(Bloomberg) -- Ivory Coast signaled it’s making progress in fighting deforestation, a key issue that the world’s top cocoa producer faces in order to keep exporting to the crucial European Union market.

Satellite monitoring indicates that the country reduced its annual deforestation rate to about 26,000 hectares (64,000 acres) in the three years to 2021, from an average 300,000 hectares a year between 1990 and 2015, the forestry ministry said. A Cocoa and Forests Initiative adopted with neighboring Ghana in 2018 played a large part in the reduction, it said.

Cocoa production has been a major driver of deforestation in Ivory Coast, where more than 80% of forest cover has been lost since the 1960s. It’s facing increasing consumer pressure to grow the chocolate ingredient more sustainably, and the EU is gearing up to introduce legislation aimed at eliminating the risk that products sold in the bloc cause deforestation.

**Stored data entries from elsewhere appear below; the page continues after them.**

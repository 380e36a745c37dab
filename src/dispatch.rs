//! Routes decoded link events to typed robot events.
//!
//! Dispatch is synchronous with arrival and allocation-light since it runs
//! on the transport's delivery path. Unrecognized tags are ignored.

use crate::link::{Body, Frame, LinkEvent, Tag};

/// Typed message from the robot, ready for the session layer.
#[derive(Debug, Clone, PartialEq)]
pub enum RobotEvent {
    /// Full map record text (`x;y;orientation;originRow;originCol;JSON`)
    MapUpdate(String),
    /// Encoded camera frame, passed through opaque to the display layer
    CameraFrame(Vec<u8>),
    /// Camera stream resolution
    CameraResolution { width: u32, height: u32 },
    /// Link terminated; all session state must be reset
    Disconnected,
}

/// Route one link event. Returns `None` for unknown tags and for frames
/// whose payload kind doesn't match the tag's contract.
pub fn dispatch(event: LinkEvent) -> Option<RobotEvent> {
    let frame = match event {
        LinkEvent::Frame(frame) => frame,
        LinkEvent::Disconnected => return Some(RobotEvent::Disconnected),
    };

    match (frame.tag, frame.body) {
        (Tag::MAP, Body::Text(text)) => Some(RobotEvent::MapUpdate(text)),
        (Tag::IMAGE, Body::Bytes(bytes)) => Some(RobotEvent::CameraFrame(bytes)),
        (Tag::RESOLUTION, Body::Text(text)) => parse_resolution(&text),
        (tag, _) => {
            log::trace!("Ignoring frame with unrecognized tag '{}'", tag);
            None
        }
    }
}

fn parse_resolution(text: &str) -> Option<RobotEvent> {
    let (w, h) = text.split_once(';')?;
    match (w.trim().parse(), h.trim().parse()) {
        (Ok(width), Ok(height)) => Some(RobotEvent::CameraResolution { width, height }),
        _ => {
            log::warn!("Malformed resolution payload: {:?}", text);
            None
        }
    }
}

#[cfg(test)]
mod tests {
    use super::*;

    #[test]
    fn routes_map_text() {
        let event = LinkEvent::Frame(Frame::text(Tag::MAP, "0;0;0;0;0;[[0.5]]"));
        assert_eq!(
            dispatch(event),
            Some(RobotEvent::MapUpdate("0;0;0;0;0;[[0.5]]".to_string()))
        );
    }

    #[test]
    fn routes_camera_frame_bytes() {
        let event = LinkEvent::Frame(Frame::bytes(Tag::IMAGE, vec![9, 8]));
        assert_eq!(dispatch(event), Some(RobotEvent::CameraFrame(vec![9, 8])));
    }

    #[test]
    fn parses_resolution() {
        let event = LinkEvent::Frame(Frame::text(Tag::RESOLUTION, "640;480"));
        assert_eq!(
            dispatch(event),
            Some(RobotEvent::CameraResolution {
                width: 640,
                height: 480
            })
        );
    }

    #[test]
    fn unknown_tag_is_ignored() {
        let event = LinkEvent::Frame(Frame::text(Tag(*b"Xyz"), "whatever"));
        assert_eq!(dispatch(event), None);
    }

    #[test]
    fn malformed_resolution_is_dropped() {
        let event = LinkEvent::Frame(Frame::text(Tag::RESOLUTION, "640x480"));
        assert_eq!(dispatch(event), None);
    }

    #[test]
    fn disconnect_sentinel_maps_through() {
        assert_eq!(dispatch(LinkEvent::Disconnected), Some(RobotEvent::Disconnected));
    }
}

The EU is also concerned about the use of child labor and improving the income for cocoa farmers.

Ivory Coast plans to expand forest area to 20% of its territory by 2030 and has been planting trees to reforest land. Still, it has faced some criticism in recent years that more needs to be done. A 2020 report published by the World Cocoa Foundation, which represents cocoa and chocolate industries, said targets for tree distribution were far from being met.